◆ Task requirements ◆
All of the data below should be written out exactly.

◆ Data for the task ◆
----
//! Media provider gateway
//!
//! The lifecycle service talks to the external media system only through
//! [`MediaProvider`]. Two backends implement it: a managed cloud API
//! ([`livepeer::LivepeerProvider`]) and a self-hosted real-time gateway
//! ([`janus::JanusProvider`]). [`resilient::ResilientProvider`] wraps either
//! one with timeouts and retries.

use async_trait::async_trait;
use serde::{Deserialize, Serialize};
use std::time::Duration;
use thiserror::Error;

use crate::models::{EncodingProfile, MultistreamTarget};

pub mod janus;
pub mod livepeer;
pub mod resilient;

pub use janus::JanusProvider;
pub use livepeer::LivepeerProvider;
pub use resilient::ResilientProvider;

#[derive(Debug, Error)]
pub enum ProviderError {
    #[error("transport error: {0}")]
    Transport(String),

    #[error("provider responded with HTTP {status}: {body}")]
    Status { status: u16, body: String },

    #[error("gateway rejected request ({code}): {reason}")]
    Gateway { code: i64, reason: String },

    #[error("timed out after {0:?}")]
    Timeout(Duration),

    #[error("unexpected provider response: {0}")]
    Decode(String),

    #[error("remote stream {0} does not exist")]
    RemoteMissing(String),

    #[error("invalid provider configuration: {0}")]
    InvalidConfig(String),
}

impl ProviderError {
    /// Failures worth retrying: the request may not have been processed, or
    /// the provider asked us to back off.
    pub fn is_transient(&self) -> bool {
        match self {
            ProviderError::Transport(_) | ProviderError::Timeout(_) => true,
            ProviderError::Status { status, .. } => *status >= 500 || *status == 429,
            ProviderError::Gateway { .. }
            | ProviderError::Decode(_)
            | ProviderError::RemoteMissing(_)
            | ProviderError::InvalidConfig(_) => false,
        }
    }
}

/// Longest error body kept on [`ProviderError::Status`], in bytes
const MAX_ERROR_BODY: usize = 512;

/// Shorten a provider error body to [`MAX_ERROR_BODY`] bytes without
/// splitting a UTF-8 character.
pub(crate) fn clip_error_body(mut body: String) -> String {
    if body.len() > MAX_ERROR_BODY {
        let cut = (0..=MAX_ERROR_BODY)
            .rev()
            .find(|i| body.is_char_boundary(*i))
            .unwrap_or(0);
        body.truncate(cut);
    }
    body
}

impl From<reqwest::Error> for ProviderError {
    fn from(err: reqwest::Error) -> Self {
        if err.is_decode() {
            ProviderError::Decode(err.to_string())
        } else if let Some(status) = err.status() {
            ProviderError::Status {
                status: status.as_u16(),
                body: err.to_string(),
            }
        } else {
            ProviderError::Transport(err.to_string())
        }
    }
}

/// Who may watch the stream.
#[derive(Debug, Clone, PartialEq, Eq, Serialize, Deserialize)]
#[serde(tag = "type", rename_all = "lowercase")]
pub enum PlaybackPolicy {
    Public,
    /// Viewers present an access key that the provider checks via webhook
    Webhook {
        #[serde(rename = "webhookId")]
        webhook_id: String,
        #[serde(rename = "webhookContext")]
        webhook_context: serde_json::Value,
    },
}

impl PlaybackPolicy {
    pub fn is_public(&self) -> bool {
        matches!(self, PlaybackPolicy::Public)
    }
}

#[derive(Debug, Clone, PartialEq)]
pub struct CreateRemoteStream {
    pub name: String,
    pub profiles: Vec<EncodingProfile>,
    pub playback_policy: PlaybackPolicy,
    pub targets: Vec<MultistreamTarget>,
}

/// Identity handed back by the provider on creation.
#[derive(Debug, Clone, PartialEq, Eq)]
pub struct RemoteStream {
    pub remote_id: String,
    pub playback_id: String,
    pub stream_key: String,
}

#[derive(Debug, Clone, Default, PartialEq)]
pub struct RemoteStreamPatch {
    pub name: Option<String>,
    pub playback_policy: Option<PlaybackPolicy>,
}

impl RemoteStreamPatch {
    pub fn is_empty(&self) -> bool {
        self.name.is_none() && self.playback_policy.is_none()
    }
}

/// Operations on a remote stream resource.
///
/// The `bool` results report whether the remote stream exists; transport and
/// provider rejections are `Err`.
#[cfg_attr(test, mockall::automock)]
#[async_trait]
pub trait MediaProvider: Send + Sync {
    /// Backend name for logs and metrics
    fn name(&self) -> &'static str;

    async fn create_stream(&self, request: &CreateRemoteStream) -> Result<RemoteStream, ProviderError>;

    /// Registering a target that is already present succeeds without change.
    async fn attach_multistream_target(
        &self,
        remote_id: &str,
        target: &MultistreamTarget,
    ) -> Result<bool, ProviderError>;

    /// Replace the remote rendition ladder with `profiles`.
    async fn update_stream_profiles(
        &self,
        remote_id: &str,
        profiles: &[EncodingProfile],
    ) -> Result<bool, ProviderError>;

    async fn update_stream(&self, remote_id: &str, patch: &RemoteStreamPatch) -> Result<bool, ProviderError>;

    async fn suspend_stream(&self, remote_id: &str) -> Result<bool, ProviderError>;

    async fn activate_stream(&self, remote_id: &str) -> Result<bool, ProviderError>;

    async fn terminate_stream(&self, remote_id: &str) -> Result<bool, ProviderError>;

    async fn delete_stream(&self, remote_id: &str) -> Result<bool, ProviderError>;
}

#[cfg(test)]
mod tests {
    use super::*;
    use serde_json::json;

    #[test]
    fn transient_classification() {
        assert!(ProviderError::Transport("reset".into()).is_transient());
        assert!(ProviderError::Timeout(Duration::from_secs(1)).is_transient());
        assert!(ProviderError::Status { status: 503, body: String::new() }.is_transient());
        assert!(ProviderError::Status { status: 429, body: String::new() }.is_transient());
        assert!(!ProviderError::Status { status: 422, body: String::new() }.is_transient());
        assert!(!ProviderError::Gateway { code: 455, reason: "no such mountpoint".into() }.is_transient());
    }

    #[test]
    fn error_body_is_clipped_on_a_char_boundary() {
        let body = format!("{}é", "a".repeat(MAX_ERROR_BODY - 1));
        assert_eq!(clip_error_body(body), "a".repeat(MAX_ERROR_BODY - 1));

        let body = "日本語".repeat(200);
        let clipped = clip_error_body(body);
        assert!(clipped.len() <= MAX_ERROR_BODY);
        assert!(clipped.chars().all(|c| "日本語".contains(c)));

        assert_eq!(clip_error_body("short".to_string()), "short");
    }

    #[test]
    fn playback_policy_wire_format() {
        assert_eq!(
            serde_json::to_value(PlaybackPolicy::Public).unwrap(),
            json!({"type": "public"})
        );
        let policy = PlaybackPolicy::Webhook {
            webhook_id: "wh_1".into(),
            webhook_context: json!({"projectId": "p1"}),
        };
        assert_eq!(
            serde_json::to_value(policy).unwrap(),
            json!({"type": "webhook", "webhookId": "wh_1", "webhookContext": {"projectId": "p1"}})
        );
    }
}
----
◆ Result of this task ◆
//! Media provider gateway
//!
//! The lifecycle service talks to the external media system only through
//! [`MediaProvider`]. Two backends implement it: a managed cloud API
//! ([`livepeer::LivepeerProvider`]) and a self-hosted real-time gateway
//! ([`janus::JanusProvider`]). [`resilient::ResilientProvider`] wraps either
//! one with timeouts and retries.

use async_trait::async_trait;
use serde::{Deserialize, Serialize};
use std::time::Duration;
use thiserror::Error;

use crate::models::{EncodingProfile, MultistreamTarget};

pub mod janus;
pub mod livepeer;
pub mod resilient;

pub use janus::JanusProvider;
pub use livepeer::LivepeerProvider;
pub use resilient::ResilientProvider;

#[derive(Debug, Error)]
pub enum ProviderError {
    #[error("transport error: {0}")]
    Transport(String),

    #[error("provider responded with HTTP {status}: {body}")]
    Status { status: u16, body: String },

    #[error("gateway rejected request ({code}): {reason}")]
    Gateway { code: i64, reason: String },

    #[error("timed out after {0:?}")]
    Timeout(Duration),

    #[error("unexpected provider response: {0}")]
    Decode(String),

    #[error("remote stream {0} does not exist")]
    RemoteMissing(String),

    #[error("invalid provider configuration: {0}")]
    InvalidConfig(String),
}

impl ProviderError {
    /// Failures worth retrying: the request may not have been processed, or
    /// the provider asked us to back off.
    pub fn is_transient(&self) -> bool {
        match self {
            ProviderError::Transport(_) | ProviderError::Timeout(_) => true,
            ProviderError::Status { status, .. } => *status >= 500 || *status == 429,
            ProviderError::Gateway { .. }
            | ProviderError::Decode(_)
            | ProviderError::RemoteMissing(_)
            | ProviderError::InvalidConfig(_) => false,
        }
    }
}

/// Longest error body kept on [`ProviderError::Status`], in bytes
const MAX_ERROR_BODY: usize = 512;

/// Shorten a provider error body to [`MAX_ERROR_BODY`] bytes without
/// splitting a UTF-8 character.
pub(crate) fn clip_error_body(mut body: String) -> String {
    if body.len() > MAX_ERROR_BODY {
        let cut = (0..=MAX_ERROR_BODY)
            .rev()
            .find(|i| body.is_char_boundary(*i))
            .unwrap_or(0);
        body.truncate(cut);
    }
    body
}

impl From<reqwest::Error> for ProviderError {
    fn from(err: reqwest::Error) -> Self {
        if err.is_decode() {
            ProviderError::Decode(err.to_string())
        } else if let Some(status) = err.status() {
            ProviderError::Status {
                status: status.as_u16(),
                body: err.to_string(),
            }
        } else {
            ProviderError::Transport(err.to_string())
        }
    }
}

/// Who may watch the stream.
#[derive(Debug, Clone, PartialEq, Eq, Serialize, Deserialize)]
#[serde(tag = "type", rename_all = "lowercase")]
pub enum PlaybackPolicy {
    Public,
    /// Viewers present an access key that the provider checks via webhook
    Webhook {
        #[serde(rename = "webhookId")]
        webhook_id: String,
        #[serde(rename = "webhookContext")]
        webhook_context: serde_json::Value,
    },
}

impl PlaybackPolicy {
    pub fn is_public(&self) -> bool {
        matches!(self, PlaybackPolicy::Public)
    }
}

#[derive(Debug, Clone, PartialEq)]
pub struct CreateRemoteStream {
    pub name: String,
    pub profiles: Vec<EncodingProfile>,
    pub playback_policy: PlaybackPolicy,
    pub targets: Vec<MultistreamTarget>,
}

/// Identity handed back by the provider on creation.
#[derive(Debug, Clone, PartialEq, Eq)]
pub struct RemoteStream {
    pub remote_id: String,
    pub playback_id: String,
    pub stream_key: String,
}

#[derive(Debug, Clone, Default, PartialEq)]
pub struct RemoteStreamPatch {
    pub name: Option<String>,
    pub playback_policy: Option<PlaybackPolicy>,
}

impl RemoteStreamPatch {
    pub fn is_empty(&self) -> bool {
        self.name.is_none() && self.playback_policy.is_none()
    }
}

/// Operations on a remote stream resource.
///
/// The `bool` results report whether the remote stream exists; transport and
/// provider rejections are `Err`.
#[cfg_attr(test, mockall::automock)]
#[async_trait]
pub trait MediaProvider: Send + Sync {
    /// Backend name for logs and metrics
    fn name(&self) -> &'static str;

    async fn create_stream(&self, request: &CreateRemoteStream) -> Result<RemoteStream, ProviderError>;

    /// Registering a target that is already present succeeds without change.
    async fn attach_multistream_target(
        &self,
        remote_id: &str,
        target: &MultistreamTarget,
    ) -> Result<bool, ProviderError>;

    /// Replace the remote rendition ladder with `profiles`.
    async fn update_stream_profiles(
        &self,
        remote_id: &str,
        profiles: &[EncodingProfile],
    ) -> Result<bool, ProviderError>;

    async fn update_stream(&self, remote_id: &str, patch: &RemoteStreamPatch) -> Result<bool, ProviderError>;

    async fn suspend_stream(&self, remote_id: &str) -> Result<bool, ProviderError>;

    async fn activate_stream(&self, remote_id: &str) -> Result<bool, ProviderError>;

    async fn terminate_stream(&self, remote_id: &str) -> Result<bool, ProviderError>;

    async fn delete_stream(&self, remote_id: &str) -> Result<bool, ProviderError>;
}

#[cfg(test)]
mod tests {
    use super::*;
    use serde_json::json;

    #[test]
    fn transient_classification() {
        assert!(ProviderError::Transport("reset".into()).is_transient());
        assert!(ProviderError::Timeout(Duration::from_secs(1)).is_transient());
        assert!(ProviderError::Status { status: 503, body: String::new() }.is_transient());
        assert!(ProviderError::Status { status: 429, body: String::new() }.is_transient());
        assert!(!ProviderError::Status { status: 422, body: String::new() }.is_transient());
        assert!(!ProviderError::Gateway { code: 455, reason: "no such mountpoint".into() }.is_transient());
    }

    #[test]
    fn error_body_is_clipped_on_a_char_boundary() {
        let body = format!("{}é", "a".repeat(MAX_ERROR_BODY - 1));
        assert_eq!(clip_error_body(body), "a".repeat(MAX_ERROR_BODY - 1));

        let body = "日本語".repeat(200);
        let clipped = clip_error_body(body);
        assert!(clipped.len() <= MAX_ERROR_BODY);
        assert!(clipped.chars().all(|c| "日本語".contains(c)));

        assert_eq!(clip_error_body("short".to_string()), "short");
    }

    #[test]
    fn playback_policy_wire_format() {
        assert_eq!(
            serde_json::to_value(PlaybackPolicy::Public).unwrap(),
            json!({"type": "public"})
        );
        let policy = PlaybackPolicy::Webhook {
            webhook_id: "wh_1".into(),
            webhook_context: json!({"projectId": "p1"}),
        };
        assert_eq!(
            serde_json::to_value(policy).unwrap(),
            json!({"type": "webhook", "webhookId": "wh_1", "webhookContext": {"projectId": "p1"}})
        );
    }
}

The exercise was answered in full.